Dr. Ware found a rowboat to take him out to the Belle, still waiting in mid-stream. “Come with me, Rhoda,” he said. “You can help.”
When the girl cast her eyes over the deck, as she stepped on board, she shrank back, appalled and sickened by the ghastly sight. But with a tightening of the lips she drew herself together and went to work. Presently, as she was trying to quiet an hysterical woman, her father came close and drew her aside.
“Rhoda,” he said in a low voice, “Jeff Delavan has just been brought on board.” She turned pale and swayed toward him and he grasped her arm. “Steady, girl,” he encouraged. “He’s alive, but unconscious. As far as I can see now I don’t think he is seriously injured. Your mother would probably want him taken to our house.”
She straightened, with a quick grip upon herself. “Yes, father, of course she would—and I, too. Oh, he shall go nowhere else!”
CHAPTER X
So it happened that when Jefferson Delavan came back to consciousness Mrs. Ware was bending over him, extreme anxiety in her look. Dr. Ware had found that his manifest injuries consisted in a broken rib and some burns upon his arms. But an accidental blow while clinging to a plank in the water had rendered him unconscious and he had been rescued barely in time to prevent him from slipping off and sinking to his death. Over the possible results of this blow the physician was anxious. Everything would depend, he had told his wife and Rhoda, upon how the young man came out of the oblivion. He had warned them that it might be with wandering wits, and in that case only time could tell how severe, possibly even how permanent, would be the results of the accident.

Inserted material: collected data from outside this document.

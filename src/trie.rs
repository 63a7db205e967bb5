//! An ordered trie mapping strings to values, one character per level.
//!
//! Besides exact lookups, it answers "which keys start with this?"
//! and "which keys contain these characters, in this order?" (a fuzzy search).
//! Each node keeps a bitmask of the characters found anywhere beneath it,
//! so fuzzy searches can skip subtrees that can't possibly match.
//!
//! Nodes live in an arena and refer to each other by index,
//! which lets a node point back at its parent without any shared ownership.

use std::collections::BTreeMap;

use log::*;

/// Index of the root node, which is always present.
const ROOT: usize = 0;

/// The presence bit for a character.
///
/// 64 bits can't give every character its own bit, so codepoints are folded
/// into 64 buckets. Collisions only weaken pruning: a bucket being set means
/// "maybe present", never a false "absent".
fn symbol_bit(c: char) -> u64 {
    1 << (c as u32 % 64)
}

/// Presence masks of each suffix of `chars`; `masks[i]` covers `chars[i..]`.
/// The extra trailing zero is the (empty) suffix past the end.
fn suffix_masks(chars: &[char]) -> Vec<u64> {
    let mut masks = vec![0; chars.len() + 1];
    for i in (0..chars.len()).rev() {
        masks[i] = masks[i + 1] | symbol_bit(chars[i]);
    }
    masks
}

#[derive(Debug)]
struct Node<T> {
    /// The character this node adds to its parent's key (`'\0'` for the root)
    value: char,
    depth: usize,
    /// Union of `symbol_bit()` for this node's character and every descendant's
    mask: u64,
    parent: Option<usize>,
    children: BTreeMap<char, usize>,
    /// Present iff a key ends at this node
    payload: Option<T>,
}

impl<T> Node<T> {
    fn new(value: char, depth: usize, parent: Option<usize>) -> Self {
        Self {
            value,
            depth,
            mask: 0,
            parent,
            children: BTreeMap::new(),
            payload: None,
        }
    }

    fn own_bit(&self) -> u64 {
        if self.parent.is_some() {
            symbol_bit(self.value)
        } else {
            0
        }
    }
}

/// A map from strings to `T`, searchable by prefix and by subsequence.
#[derive(Debug)]
pub struct PathTrie<T> {
    nodes: Vec<Node<T>>,
    /// Slots of removed nodes, reused by later inserts
    free: Vec<usize>,
    len: usize,
}

impl<T> Default for PathTrie<T> {
    fn default() -> Self {
        Self::new()
    }
}

impl<T> PathTrie<T> {
    pub fn new() -> Self {
        Self {
            nodes: vec![Node::new('\0', 0, None)],
            free: Vec::new(),
            len: 0,
        }
    }

    /// Number of keys in the trie
    pub fn len(&self) -> usize {
        self.len
    }

    pub fn is_empty(&self) -> bool {
        self.len == 0
    }

    /// Adds `key`, returning the payload it previously held, if any.
    ///
    /// Re-adding a key replaces its payload; it's never stored twice.
    pub fn insert(&mut self, key: &str, payload: T) -> Option<T> {
        let chars: Vec<char> = key.chars().collect();
        let masks = suffix_masks(&chars);

        let mut node = ROOT;
        self.nodes[ROOT].mask |= masks[0];
        for (i, &c) in chars.iter().enumerate() {
            node = match self.nodes[node].children.get(&c) {
                Some(&child) => {
                    self.nodes[child].mask |= masks[i];
                    child
                }
                None => self.new_child(node, c, masks[i]),
            };
        }

        let previous = self.nodes[node].payload.replace(payload);
        if previous.is_none() {
            self.len += 1;
        }
        previous
    }

    fn new_child(&mut self, parent: usize, value: char, mask: u64) -> usize {
        let mut child = Node::new(value, self.nodes[parent].depth + 1, Some(parent));
        child.mask = mask;
        let index = match self.free.pop() {
            Some(slot) => {
                self.nodes[slot] = child;
                slot
            }
            None => {
                self.nodes.push(child);
                self.nodes.len() - 1
            }
        };
        self.nodes[parent].children.insert(value, index);
        self.nodes[parent].mask |= mask;
        index
    }

    /// Walks child links for each character of `key`.
    fn find_node(&self, key: &str) -> Option<usize> {
        key.chars()
            .try_fold(ROOT, |node, c| self.nodes[node].children.get(&c).copied())
    }

    /// Returns the payload stored under exactly `key`.
    pub fn get(&self, key: &str) -> Option<&T> {
        self.find_node(key)
            .and_then(|node| self.nodes[node].payload.as_ref())
    }

    pub fn get_mut(&mut self, key: &str) -> Option<&mut T> {
        let node = self.find_node(key)?;
        self.nodes[node].payload.as_mut()
    }

    pub fn contains_key(&self, key: &str) -> bool {
        self.get(key).is_some()
    }

    /// True if at least one key starts with `prefix`.
    pub fn has_prefix(&self, prefix: &str) -> bool {
        self.find_node(prefix).is_some()
    }

    /// All keys, shortest first.
    pub fn keys(&self) -> Vec<String> {
        self.prefix_search("")
    }

    /// All keys starting with `prefix` (including `prefix` itself), shortest first.
    pub fn prefix_search(&self, prefix: &str) -> Vec<String> {
        match self.find_node(prefix) {
            Some(node) => {
                let mut keys = self.collect(node);
                sort_keys(&mut keys);
                keys
            }
            None => Vec::new(),
        }
    }

    /// All keys containing the characters of `pattern` in order,
    /// though not necessarily next to each other. Shortest first.
    pub fn fuzzy_search(&self, pattern: &str) -> Vec<String> {
        let pattern: Vec<char> = pattern.chars().collect();
        if pattern.is_empty() {
            return self.keys();
        }
        // still_needed[i] covers the characters we're looking for
        // once i of them have been matched.
        let still_needed = suffix_masks(&pattern);

        let mut keys = Vec::new();
        let mut potential = vec![(ROOT, 0)];
        while let Some((index, mut matched)) = potential.pop() {
            let node = &self.nodes[index];
            let needed = still_needed[matched];
            if node.mask & needed != needed {
                continue;
            }

            if index != ROOT && node.value == pattern[matched] {
                matched += 1;
                if matched == pattern.len() {
                    keys.extend(self.collect(index));
                    continue;
                }
            }

            potential.extend(node.children.values().map(|&child| (child, matched)));
        }
        sort_keys(&mut keys);
        keys
    }

    /// Removes `key`, returning its payload.
    /// Removing a key that isn't there does nothing and returns `None`.
    pub fn remove(&mut self, key: &str) -> Option<T> {
        let found = self.find_node(key)?;
        let payload = self.nodes[found].payload.take()?;
        self.len -= 1;

        // Detach the branch that only existed for this key:
        // climb until we hit a node that still leads somewhere else.
        let mut node = found;
        while let Some(parent) = self.nodes[node].parent {
            let dead_end =
                self.nodes[node].children.is_empty() && self.nodes[node].payload.is_none();
            if !dead_end {
                break;
            }
            let value = self.nodes[node].value;
            self.nodes[parent].children.remove(&value);
            self.release(node);
            node = parent;
        }

        // The characters of the removed key may be gone from the masks
        // of every remaining ancestor. Rebuild them bottom-up.
        let mut cursor = Some(node);
        while let Some(index) = cursor {
            self.recompute_mask(index);
            cursor = self.nodes[index].parent;
        }
        trace!("Removed {:?}, {} keys remain", key, self.len);
        Some(payload)
    }

    fn release(&mut self, index: usize) {
        let released = &mut self.nodes[index];
        released.children.clear();
        released.parent = None;
        released.mask = 0;
        self.free.push(index);
    }

    fn recompute_mask(&mut self, index: usize) {
        let node = &self.nodes[index];
        let mask = node
            .children
            .values()
            .fold(node.own_bit(), |mask, &child| mask | self.nodes[child].mask);
        self.nodes[index].mask = mask;
    }

    /// Every key ending at or below `start`.
    fn collect(&self, start: usize) -> Vec<String> {
        let mut keys = Vec::new();
        let mut nodes = vec![start];
        while let Some(index) = nodes.pop() {
            let node = &self.nodes[index];
            nodes.extend(node.children.values().copied());
            if node.payload.is_some() {
                keys.push(self.key_of(index));
            }
        }
        keys
    }

    /// Rebuilds a node's key by following parent links back to the root.
    fn key_of(&self, index: usize) -> String {
        let mut chars = Vec::with_capacity(self.nodes[index].depth);
        let mut cursor = index;
        while let Some(parent) = self.nodes[cursor].parent {
            chars.push(self.nodes[cursor].value);
            cursor = parent;
        }
        chars.iter().rev().collect()
    }
}

fn sort_keys(keys: &mut [String]) {
    keys.sort_by(|a, b| a.len().cmp(&b.len()).then_with(|| a.cmp(b)));
}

Delavan stirred and moaned slightly and Mrs. Ware, bending over him with her fingers upon his pulse, saw that his eyelids fluttered. “Rhoda!” she called, her voice a-tremble and sinking to a whisper, “he’s coming to!” Rhoda, leaning across the foot of the bed upon her clenched hands, was watching his face with intent eyes.
“Come and stand beside me!” her mother went on with quivering lips. “If he shouldn’t know me I—I can’t stand it!” Rhoda took his wrist from her shaking hand, pressed firm fingers upon his pulse and threw her other arm with a little soothing caress around the elder woman’s shoulders. Suddenly the patient’s eyes flew open and with a bewildered stare looked up into Mrs. Ware’s pale and anxious face.
“Jeff, dear boy, don’t you know me?” she begged. His blank, unrecognizing gaze rested upon her for a silent minute, then wandered on and fell upon her companion.